### WORK REQUEST
The lines to reproduce run from the one containing "pub mod claims;" through the end of the records below. Reproduce them exactly and add nothing.

Stored items from a collection:

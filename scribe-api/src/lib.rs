//! A client for the tablet vendor's cloud service.
//!
//! The cloud uses a two-tier bearer token scheme:
//!
//! - A long-lived **device token**, obtained once by exchanging an
//!   operator-entered one-time code ([`AuthClient::register`]). It has no
//!   embedded expiry; its failure mode is observed rejection, which is
//!   surfaced verbatim and never auto-recovered.
//! - A short-lived (~3 h) **user token**, derived from the device token and
//!   attached as the `Authorization: Bearer` header on every document API
//!   call. [`AuthClient::ensure_valid_token`] proactively renews it inside a
//!   5 minute safety margin, with a single-flight discipline so concurrent
//!   callers produce exactly one renewal request.
//!
//! Both tokens are persisted in a single owner-readable bundle by
//! [`TokenStore`]; writes are atomic (temp + fsync + rename) so concurrent
//! readers only ever observe a complete bundle.
//!
//! [`RemoteClient`] layers the document operations on top: list the remote
//! tree (flattened to notebooks), download a notebook archive, and resolve a
//! notebook's folder path from its ancestor collections.

pub mod auth;
pub mod claims;
pub mod error;
pub mod models;
pub mod remote;
pub mod rest;
pub mod token_store;

pub use auth::{AuthClient, HttpContext};
pub use error::{Error, ErrorKind};
pub use models::{DocType, Document, TokenBundle};
pub use remote::RemoteClient;
pub use rest::{RestClient, UrlRewriter};
pub use token_store::TokenStore;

### SOLUTION TO THIS PROBLEM
pub mod claims;
pub mod error;
pub mod models;
pub mod remote;
pub mod rest;
pub mod token_store;

pub use auth::{AuthClient, HttpContext};
pub use error::{Error, ErrorKind};
pub use models::{DocType, Document, TokenBundle};
pub use remote::RemoteClient;
pub use rest::{RestClient, UrlRewriter};
pub use token_store::TokenStore;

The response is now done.